# Monografia Final
## Redes Neuronales - FIUBA
### Alumno: Julian Stejman

> Implementacion simple con Stable Baselines3 PPO (sin LSTM).

Flujo simple: juego -> red neuronal -> entrenamiento -> evaluacion.

Se usa PPO de Stable Baselines3 con una CNN y stacking de 4 frames.

In [None]:
%pip install "numpy<2.0" stable-baselines3 gym_super_mario_bros nes-py shimmy
import numpy as np
import torch
import torch.nn as nn
from nes_py.wrappers import JoypadSpace
import gym
from gym import spaces
import gym_super_mario_bros
from gym_super_mario_bros.actions import RIGHT_ONLY
from gym.wrappers import GrayScaleObservation, ResizeObservation
from stable_baselines3 import PPO
from stable_baselines3.common.torch_layers import BaseFeaturesExtractor
from stable_baselines3.common.vec_env import DummyVecEnv, VecFrameStack, VecTransposeImage
from stable_baselines3.common.evaluation import evaluate_policy

Note: you may need to restart the kernel to use updated packages.


In [9]:
class ClipObservation(gym.ObservationWrapper):
    """Clips observation values to valid uint8 range [0, 255]"""
    def __init__(self, env):
        super().__init__(env)
        self.observation_space = spaces.Box(
            low=0, 
            high=255, 
            shape=env.observation_space.shape, 
            dtype=np.uint8
        )
    
    def observation(self, observation):
        return np.clip(observation, 0, 255).astype(np.uint8)

def make_env():
    env = gym_super_mario_bros.make('SuperMarioBros-v0')
    env = JoypadSpace(env, RIGHT_ONLY)
    env = GrayScaleObservation(env, keep_dim=True)
    env = ResizeObservation(env, shape=(84, 84))
    env = ClipObservation(env)  # Add clipping wrapper
    return env

env = DummyVecEnv([make_env])
env = VecFrameStack(env, n_stack=4)
env = VecTransposeImage(env)

OverflowError: Python integer 1024 out of bounds for uint8

In [None]:
class CustomCNN(BaseFeaturesExtractor):
    def __init__(self, observation_space, features_dim=256):
        super().__init__(observation_space, features_dim)
        n_input_channels = observation_space.shape[0]
        self.cnn = nn.Sequential(
            nn.Conv2d(n_input_channels, 32, kernel_size=8, stride=4),
            nn.ReLU(),
            nn.Conv2d(32, 64, kernel_size=4, stride=2),
            nn.ReLU(),
            nn.Conv2d(64, 64, kernel_size=3, stride=1),
            nn.ReLU(),
            nn.Flatten(),
        )
        with torch.no_grad():
            sample = torch.as_tensor(observation_space.sample()[None]).float()
            n_flatten = self.cnn(sample).shape[1]
        self.linear = nn.Sequential(
            nn.Linear(n_flatten, features_dim),
            nn.ReLU(),
        )

    def forward(self, observations):
        return self.linear(self.cnn(observations))

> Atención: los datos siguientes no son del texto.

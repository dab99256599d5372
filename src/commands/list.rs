//! List and status command implementations

use console::Style;
use serde::Serialize;

use crate::cli::{GlobalArgs, ListArgs, StatusArgs};
use crate::commands::helpers::{open, print_json};
use crate::config::InstalledPattern;
use crate::error::Result;
use crate::installer::{Health, Installer};

/// One row of `gitopsi list --json`
#[derive(Debug, Serialize)]
#[serde(rename_all = "camelCase")]
struct ListEntry<'a> {
    name: &'a str,
    version: &'a str,
    category: &'a str,
    environments: &'a [String],
    installed_at: String,
    files: usize,
}

impl<'a> From<&'a InstalledPattern> for ListEntry<'a> {
    fn from(installed: &'a InstalledPattern) -> Self {
        Self {
            name: installed.pattern.name(),
            version: installed.version(),
            category: installed.pattern.category_dir(),
            environments: &installed.environments,
            installed_at: installed.installed_at.to_rfc3339(),
            files: installed.paths.len(),
        }
    }
}

/// Run list command
pub fn run(global: &GlobalArgs, args: ListArgs) -> Result<()> {
    let (project, registries) = open(global)?;
    let installed = Installer::new(&project, &registries).list()?;

    if args.json {
        let entries: Vec<ListEntry<'_>> = installed.iter().map(ListEntry::from).collect();
        return print_json(&entries);
    }

    if installed.is_empty() {
        println!("No patterns installed.");
        return Ok(());
    }

    println!("Installed patterns ({}):", installed.len());
    println!();
    for pattern in &installed {
        let entry = ListEntry::from(pattern);
        println!(
            "  {} {}",
            Style::new().bold().yellow().apply_to(entry.name),
            entry.version
        );
        if !pattern.pattern.metadata.description.is_empty() {
            println!(
                "    {} {}",
                Style::new().bold().apply_to("Description:"),
                pattern.pattern.metadata.description
            );
        }
        println!(
            "    {} {}",
            Style::new().bold().apply_to("Environments:"),
            entry.environments.join(", ")
        );
        println!(
            "    {} {}",
            Style::new().bold().apply_to("Files:"),
            entry.files
        );
    }

    Ok(())
}

/// Run status command
pub fn status(global: &GlobalArgs, args: StatusArgs) -> Result<()> {
    let (project, registries) = open(global)?;
    let status = Installer::new(&project, &registries).status(&args.name)?;

    if args.json {
        return print_json(&status);
    }

    let health = match status.health {
        Health::Healthy => Style::new().green().bold(),
        Health::Degraded => Style::new().red().bold(),
    };
    println!(
        "{} {} {}",
        Style::new().bold().yellow().apply_to(&status.name),
        status.version,
        health.apply_to(status.health)
    );
    println!(
        "  {} {}",
        Style::new().bold().apply_to("Installed:"),
        status.installed_at.to_rfc3339()
    );
    println!(
        "  {} {}",
        Style::new().bold().apply_to("Environments:"),
        status.environments.join(", ")
    );
    println!(
        "  {} {}/{} present",
        Style::new().bold().apply_to("Files:"),
        status.paths.len() - status.missing.len(),
        status.paths.len()
    );
    for missing in &status.missing {
        println!("    {} {missing}", Style::new().red().apply_to("missing"));
    }

    Ok(())
}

# Instancia explicita de la CNN personalizada
custom_cnn = CustomCNN(env.observation_space)

policy_kwargs = {
    "features_extractor_class": CustomCNN,
    "features_extractor_kwargs": {"features_dim": 256},
}

model_path = "ppo_mario_sb3"
try:
    model = PPO.load(model_path, env=env)
    print("Modelo cargado desde disco.")
except Exception:
    model = PPO(
        "CnnPolicy",
        env,
        policy_kwargs=policy_kwargs,
        verbose=1,
        n_steps=2048,
        batch_size=64,
        learning_rate=2.5e-4,
        gamma=0.99,
        gae_lambda=0.95,
        clip_range=0.2,
        device="auto",
    )

    # Ajusta total_timesteps segun tiempo disponible
    model.learn(total_timesteps=200_000)
    model.save(model_path)
    print("Modelo entrenado y guardado.")

In [None]:
eval_env = DummyVecEnv([make_env])
eval_env = VecFrameStack(eval_env, n_stack=4)
eval_env = VecTransposeImage(eval_env)

mean_reward, std_reward = evaluate_policy(
    model,
    eval_env,
    n_eval_episodes=5,
    deterministic=True,
 )

print(f"Mean reward: {mean_reward:.2f} +/- {std_reward:.2f}")